YOUR ASSIGNMENT :: Every line below that includes the word "Priority" needs to be copied.

INFORMATION GIVEN ::
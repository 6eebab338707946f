/*!
 * Core Types
 * Common identifier types used across the simulator
 */

/// Process ID type (valid pids are 1..=MAX_PROCESSES)
pub type Pid = u32;

/// User ID type (valid uids are 1..=MAX_USERS)
pub type Uid = u32;

/// Priority value (lower value = more urgent)
pub type Priority = u32;
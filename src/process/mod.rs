/*!
 * Process Module
 * Process types, control blocks, synthetic code, and the process table
 */

pub mod codegen;
pub mod pcb;
pub mod table;
pub mod types;

// Re-export for convenience
pub use pcb::{Pcb, Process};
pub use table::ProcessTable;
pub use types::{Instruction, MemoryUsage, ProcessState, ProcessType, SyscallKind};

WRITTEN ANSWER ::
/// Priority value (lower value = more urgent)
pub type Priority = u32;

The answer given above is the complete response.